AB - Many trial designs, such as dose-finding trials, shared-control designs, or adaptive platform trials, investigate multiple therapies simultaneously. Often these trials seek to identify the best arm and compare it to a control. Adaptive trials are commonly considered in this space, focusing on methods that drop arms or adjust allocation in response to accumulating information. These methods continue to be compared in the literature, most recently with an emphasis on the effect of time trends during the experiment. Here we compare several methods, considering their performance with and without time trends present. The four procedures are: (a) fixed allocation, (b) arm dropping based on p-values (two variants), (c) arm dropping based on the posterior probability each arm is best (two variants), and (d) response-adaptive randomization.
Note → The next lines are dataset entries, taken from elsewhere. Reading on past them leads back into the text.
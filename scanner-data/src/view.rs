use crate::{
    books::OrderBookSnapshot,
    connection::ConnectionStatus,
    error::ScannerError,
    filter::FilterCriteria,
    symbol::Symbol,
    ticker::TickerStat,
    trades::TradeWindowCount,
};
use derive_more::Display;
use serde::{Deserialize, Serialize};
use std::str::FromStr;

/// Chart timeframe label shown on every card. Display only, it does not affect counting.
#[derive(Copy, Clone, Eq, PartialEq, Hash, Debug, Default, Display, Deserialize, Serialize)]
pub enum Timeframe {
    #[default]
    #[display("1m")]
    #[serde(rename = "1m")]
    OneMinute,
    #[display("5m")]
    #[serde(rename = "5m")]
    FiveMinutes,
    #[display("15m")]
    #[serde(rename = "15m")]
    FifteenMinutes,
    #[display("1h")]
    #[serde(rename = "1h")]
    OneHour,
}

impl Timeframe {
    pub const ALL: [Timeframe; 4] = [
        Timeframe::OneMinute,
        Timeframe::FiveMinutes,
        Timeframe::FifteenMinutes,
        Timeframe::OneHour,
    ];
}

impl FromStr for Timeframe {
    type Err = ScannerError;

    fn from_str(input: &str) -> Result<Self, Self::Err> {
        match input.trim() {
            "1m" => Ok(Timeframe::OneMinute),
            "5m" => Ok(Timeframe::FiveMinutes),
            "15m" => Ok(Timeframe::FifteenMinutes),
            "1h" => Ok(Timeframe::OneHour),
            other => Err(ScannerError::InvalidConfig(format!(
                "unknown timeframe {other:?}, expected one of 1m, 5m, 15m, 1h"
            ))),
        }
    }
}

/// Everything a display needs for one visible symbol.
#[derive(Clone, PartialEq, Debug)]
pub struct SymbolCard {
    pub symbol: Symbol,
    /// Trade messages in the current window.
    pub trades: u64,
    pub ticker: Option<TickerStat>,
    /// Latest top-of-book, possibly stale while paused.
    pub book: Option<OrderBookSnapshot>,
    pub highlighted: bool,
    /// Status of the card's order book connection, `None` while paused.
    pub book_status: Option<ConnectionStatus>,
}

/// Published scanner state.
#[derive(Clone, PartialEq, Debug, Default)]
pub struct ScannerView {
    pub paused: bool,
    pub timeframe: Timeframe,
    pub criteria: FilterCriteria,
    /// Visible symbols, in universe order.
    pub cards: Vec<SymbolCard>,
    /// Every symbol's count, visible or not.
    pub trade_counts: Vec<TradeWindowCount>,
}

impl ScannerView {
    /// Visible symbols, in universe order.
    pub fn visible(&self) -> Vec<Symbol> {
        self.cards.iter().map(|card| card.symbol.clone()).collect()
    }

    pub fn card(&self, symbol: &Symbol) -> Option<&SymbolCard> {
        self.cards.iter().find(|card| &card.symbol == symbol)
    }
}
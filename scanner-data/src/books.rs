//! Bounded top-of-book snapshots for visible symbols.
//!
//! The upstream feed already delivers merged, best-price-first levels, so each update replaces
//! the snapshot wholesale after truncation. Levels are never re-sorted here.

use crate::symbol::Symbol;
use derive_more::Constructor;
use rust_decimal::Decimal;
use serde::{Deserialize, Serialize};
use std::{collections::HashMap, time::Duration};
use tokio::time::Instant;

/// Price/size level in an order book.
#[derive(Clone, Copy, PartialEq, Eq, Debug, Constructor, Deserialize, Serialize)]
pub struct OrderBookLevel {
    pub price: Decimal,
    pub size: Decimal,
}

/// One inbound order book update, both sides best price first.
#[derive(Clone, PartialEq, Eq, Debug, Default, Constructor, Deserialize, Serialize)]
pub struct OrderBookUpdate {
    pub bids: Vec<OrderBookLevel>,
    pub asks: Vec<OrderBookLevel>,
}

/// Top-N view of a symbol's book: bids descending, asks ascending, in feed order.
#[derive(Clone, PartialEq, Eq, Debug, Deserialize, Serialize)]
pub struct OrderBookSnapshot {
    pub symbol: Symbol,
    pub bids: Vec<OrderBookLevel>,
    pub asks: Vec<OrderBookLevel>,
}

impl OrderBookSnapshot {
    /// Build a snapshot keeping the first `depth` levels of each side.
    pub fn truncated(symbol: Symbol, update: OrderBookUpdate, depth: usize) -> Self {
        let OrderBookUpdate { mut bids, mut asks } = update;
        bids.truncate(depth);
        asks.truncate(depth);
        Self { symbol, bids, asks }
    }

    pub fn best_bid(&self) -> Option<&OrderBookLevel> {
        self.bids.first()
    }

    pub fn best_ask(&self) -> Option<&OrderBookLevel> {
        self.asks.first()
    }

    /// Best ask minus best bid, if both sides are present.
    pub fn spread(&self) -> Option<Decimal> {
        match (self.best_bid(), self.best_ask()) {
            (Some(bid), Some(ask)) => Some(ask.price - bid.price),
            _ => None,
        }
    }
}

/// Per-card state: the latest snapshot plus the cosmetic highlight deadline.
#[derive(Clone, Debug, Default)]
struct BookCard {
    snapshot: Option<OrderBookSnapshot>,
    highlight_until: Option<Instant>,
}

/// Owns every mounted card's [`OrderBookSnapshot`].
#[derive(Debug)]
pub struct OrderBookMerger {
    depth: usize,
    highlight: Duration,
    cards: HashMap<Symbol, BookCard>,
}

impl OrderBookMerger {
    pub fn new(depth: usize, highlight: Duration) -> Self {
        Self {
            depth,
            highlight,
            cards: HashMap::new(),
        }
    }

    /// Mount a card for `symbol`. Mounting an already mounted card keeps its state.
    pub fn mount(&mut self, symbol: Symbol) {
        self.cards.entry(symbol).or_default();
    }

    /// Unmount a card, dropping its snapshot and cancelling any pending highlight.
    pub fn unmount(&mut self, symbol: &Symbol) {
        self.cards.remove(symbol);
    }

    pub fn is_mounted(&self, symbol: &Symbol) -> bool {
        self.cards.contains_key(symbol)
    }

    pub fn mounted(&self) -> impl Iterator<Item = &Symbol> {
        self.cards.keys()
    }

    /// Replace the snapshot for a mounted `symbol` and highlight it until `now + highlight`.
    ///
    /// Returns false if the card is not mounted, in which case nothing changes.
    pub fn apply(&mut self, symbol: &Symbol, update: OrderBookUpdate, now: Instant) -> bool {
        let Some(card) = self.cards.get_mut(symbol) else {
            return false;
        };

        card.snapshot = Some(OrderBookSnapshot::truncated(
            symbol.clone(),
            update,
            self.depth,
        ));
        card.highlight_until = Some(now + self.highlight);
        true
    }

    pub fn snapshot(&self, symbol: &Symbol) -> Option<&OrderBookSnapshot> {
        self.cards.get(symbol)?.snapshot.as_ref()
    }

    pub fn is_highlighted(&self, symbol: &Symbol, now: Instant) -> bool {
        self.cards
            .get(symbol)
            .and_then(|card| card.highlight_until)
            .is_some_and(|until| now < until)
    }

    /// Earliest pending highlight deadline, if any.
    pub fn next_highlight_expiry(&self) -> Option<Instant> {
        self.cards
            .values()
            .filter_map(|card| card.highlight_until)
            .min()
    }

    /// Clear every highlight whose deadline has passed. Returns true if any was cleared.
    pub fn expire_highlights(&mut self, now: Instant) -> bool {
        let mut expired = false;
        for card in self.cards.values_mut() {
            if card.highlight_until.is_some_and(|until| until <= now) {
                card.highlight_until = None;
                expired = true;
            }
        }
        expired
    }

    /// Cancel every pending highlight, keeping snapshots.
    pub fn clear_highlights(&mut self) {
        for card in self.cards.values_mut() {
            card.highlight_until = None;
        }
    }
}
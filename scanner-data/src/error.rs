use thiserror::Error;

/// All errors generated in `scanner-data`.
#[derive(Debug, Clone, Eq, PartialEq, Hash, Error)]
pub enum ScannerError {
    #[error("SocketError: {0}")]
    Socket(String),

    #[error("ticker snapshot request failed: {0}")]
    Rest(String),

    #[error("failed to deserialise {entity}: {error}")]
    Deserialise { entity: &'static str, error: String },

    #[error("order book level has negative {field}: {value}")]
    InvalidLevel { field: &'static str, value: String },

    #[error("invalid symbol '{0}', expected BASE/QUOTE")]
    InvalidSymbol(String),

    #[error("invalid configuration: {0}")]
    InvalidConfig(String),

    #[error("scanner engine has stopped")]
    EngineStopped,
}

impl ScannerError {
    /// Determine if an error means the connection that produced it is gone for good.
    ///
    /// Connections are never retried by the scanner, so a terminal error freezes the affected
    /// symbol until the next pause/resume cycle.
    #[allow(clippy::match_like_matches_macro)]
    pub fn is_terminal(&self) -> bool {
        match self {
            ScannerError::Socket(error_msg) => {
                let error_lower = error_msg.to_lowercase();
                error_lower.contains("terminated")
                    || error_lower.contains("connectionclosed")
                    || error_lower.contains("alreadyclosed")
                    || error_lower.contains("io(")
                    || error_lower.contains("refused")
            }
            ScannerError::EngineStopped => true,
            _ => false,
        }
    }
}

impl From<tokio_tungstenite::tungstenite::Error> for ScannerError {
    fn from(value: tokio_tungstenite::tungstenite::Error) -> Self {
        Self::Socket(format!("{value:?}"))
    }
}

impl From<reqwest::Error> for ScannerError {
    fn from(value: reqwest::Error) -> Self {
        Self::Rest(value.to_string())
    }
}

#[cfg(test)]
mod tests {
    use super::*;

    #[test]
    fn test_scanner_error_is_terminal() {
        struct TestCase {
            input: ScannerError,
            expected: bool,
        }

        let tests = vec![
            TestCase {
                // TC0: is terminal w/ ScannerError::Socket containing "ConnectionClosed"
                input: ScannerError::Socket("WebSocket error: ConnectionClosed".to_string()),
                expected: true,
            },
            TestCase {
                // TC1: is terminal w/ ScannerError::Socket containing "Io("
                input: ScannerError::Socket(
                    "Io(Os { code: 111, kind: ConnectionRefused })".to_string(),
                ),
                expected: true,
            },
            TestCase {
                // TC2: is not terminal w/ ScannerError::Socket (send failure on live socket)
                input: ScannerError::Socket("Capacity(MessageTooLong)".to_string()),
                expected: false,
            },
            TestCase {
                // TC3: is not terminal w/ ScannerError::Rest
                input: ScannerError::Rest("HTTP error: 503".to_string()),
                expected: false,
            },
            TestCase {
                // TC4: is terminal w/ ScannerError::EngineStopped
                input: ScannerError::EngineStopped,
                expected: true,
            },
        ];

        for (index, test) in tests.into_iter().enumerate() {
            let actual = test.input.is_terminal();
            assert_eq!(actual, test.expected, "TC{} failed", index);
        }
    }
}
These procedures are compared in terms of their ability to identify the best arm, statistical power, accuracy of estimation, and potential benefit to participants inside the trial. We find arm dropping based on the probability each arm is best and RAR among the best options from the methods considered. Arm dropping based on p-values performs moderately worse, and fixed allocation is much worse on all metrics within this context.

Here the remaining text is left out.